Material provided:
——————————

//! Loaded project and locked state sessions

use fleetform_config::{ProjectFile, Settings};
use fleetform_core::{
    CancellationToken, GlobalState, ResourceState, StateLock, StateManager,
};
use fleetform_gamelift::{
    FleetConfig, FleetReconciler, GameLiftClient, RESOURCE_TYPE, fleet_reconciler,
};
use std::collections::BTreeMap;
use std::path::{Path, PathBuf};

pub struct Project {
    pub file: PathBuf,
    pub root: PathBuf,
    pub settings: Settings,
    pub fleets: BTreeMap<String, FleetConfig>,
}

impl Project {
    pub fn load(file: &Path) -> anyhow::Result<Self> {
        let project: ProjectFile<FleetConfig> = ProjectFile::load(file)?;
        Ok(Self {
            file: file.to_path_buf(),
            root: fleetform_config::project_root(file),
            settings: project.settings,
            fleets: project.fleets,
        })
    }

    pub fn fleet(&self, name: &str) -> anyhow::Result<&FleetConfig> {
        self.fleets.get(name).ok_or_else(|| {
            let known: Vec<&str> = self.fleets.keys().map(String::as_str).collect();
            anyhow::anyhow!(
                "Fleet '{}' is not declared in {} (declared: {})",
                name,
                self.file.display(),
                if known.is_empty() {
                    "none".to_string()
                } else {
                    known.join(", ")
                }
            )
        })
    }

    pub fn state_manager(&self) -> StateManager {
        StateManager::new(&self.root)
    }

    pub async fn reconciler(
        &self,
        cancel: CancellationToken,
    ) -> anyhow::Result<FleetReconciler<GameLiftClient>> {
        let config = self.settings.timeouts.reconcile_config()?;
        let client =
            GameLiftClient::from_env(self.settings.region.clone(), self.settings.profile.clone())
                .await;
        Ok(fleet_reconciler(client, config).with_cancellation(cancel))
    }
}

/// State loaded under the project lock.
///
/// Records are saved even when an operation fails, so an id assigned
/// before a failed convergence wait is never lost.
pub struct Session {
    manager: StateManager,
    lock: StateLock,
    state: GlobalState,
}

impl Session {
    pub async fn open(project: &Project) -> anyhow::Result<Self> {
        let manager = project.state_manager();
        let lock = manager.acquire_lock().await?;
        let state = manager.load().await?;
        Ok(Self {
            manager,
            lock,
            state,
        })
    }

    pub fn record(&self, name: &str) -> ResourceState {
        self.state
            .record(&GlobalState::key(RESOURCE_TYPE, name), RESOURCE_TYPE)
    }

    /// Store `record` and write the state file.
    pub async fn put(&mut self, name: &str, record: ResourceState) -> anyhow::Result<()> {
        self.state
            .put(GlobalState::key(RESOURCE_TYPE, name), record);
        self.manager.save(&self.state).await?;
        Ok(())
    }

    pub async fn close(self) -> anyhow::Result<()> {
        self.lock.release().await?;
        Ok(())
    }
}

——————————

Task requirements: Retype all the data, keeping every character the same.

Output for this task:
//! Loaded project and locked state sessions

use fleetform_config::{ProjectFile, Settings};
use fleetform_core::{
    CancellationToken, GlobalState, ResourceState, StateLock, StateManager,
};
use fleetform_gamelift::{
    FleetConfig, FleetReconciler, GameLiftClient, RESOURCE_TYPE, fleet_reconciler,
};
use std::collections::BTreeMap;
use std::path::{Path, PathBuf};

pub struct Project {
    pub file: PathBuf,
    pub root: PathBuf,
    pub settings: Settings,
    pub fleets: BTreeMap<String, FleetConfig>,
}

impl Project {
    pub fn load(file: &Path) -> anyhow::Result<Self> {
        let project: ProjectFile<FleetConfig> = ProjectFile::load(file)?;
        Ok(Self {
            file: file.to_path_buf(),
            root: fleetform_config::project_root(file),
            settings: project.settings,
            fleets: project.fleets,
        })
    }

    pub fn fleet(&self, name: &str) -> anyhow::Result<&FleetConfig> {
        self.fleets.get(name).ok_or_else(|| {
            let known: Vec<&str> = self.fleets.keys().map(String::as_str).collect();
            anyhow::anyhow!(
                "Fleet '{}' is not declared in {} (declared: {})",
                name,
                self.file.display(),
                if known.is_empty() {
                    "none".to_string()
                } else {
                    known.join(", ")
                }
            )
        })
    }

    pub fn state_manager(&self) -> StateManager {
        StateManager::new(&self.root)
    }

    pub async fn reconciler(
        &self,
        cancel: CancellationToken,
    ) -> anyhow::Result<FleetReconciler<GameLiftClient>> {
        let config = self.settings.timeouts.reconcile_config()?;
        let client =
            GameLiftClient::from_env(self.settings.region.clone(), self.settings.profile.clone())
                .await;
        Ok(fleet_reconciler(client, config).with_cancellation(cancel))
    }
}

/// State loaded under the project lock.
///
/// Records are saved even when an operation fails, so an id assigned
/// before a failed convergence wait is never lost.
pub struct Session {
    manager: StateManager,
    lock: StateLock,
    state: GlobalState,
}

impl Session {
    pub async fn open(project: &Project) -> anyhow::Result<Self> {
        let manager = project.state_manager();
        let lock = manager.acquire_lock().await?;
        let state = manager.load().await?;
        Ok(Self {
            manager,
            lock,
            state,
        })
    }

    pub fn record(&self, name: &str) -> ResourceState {
        self.state
            .record(&GlobalState::key(RESOURCE_TYPE, name), RESOURCE_TYPE)
    }

    /// Store `record` and write the state file.
    pub async fn put(&mut self, name: &str, record: ResourceState) -> anyhow::Result<()> {
        self.state
            .put(GlobalState::key(RESOURCE_TYPE, name), record);
        self.manager.save(&self.state).await?;
        Ok(())
    }

    pub async fn close(self) -> anyhow::Result<()> {
        self.lock.release().await?;
        Ok(())
    }
}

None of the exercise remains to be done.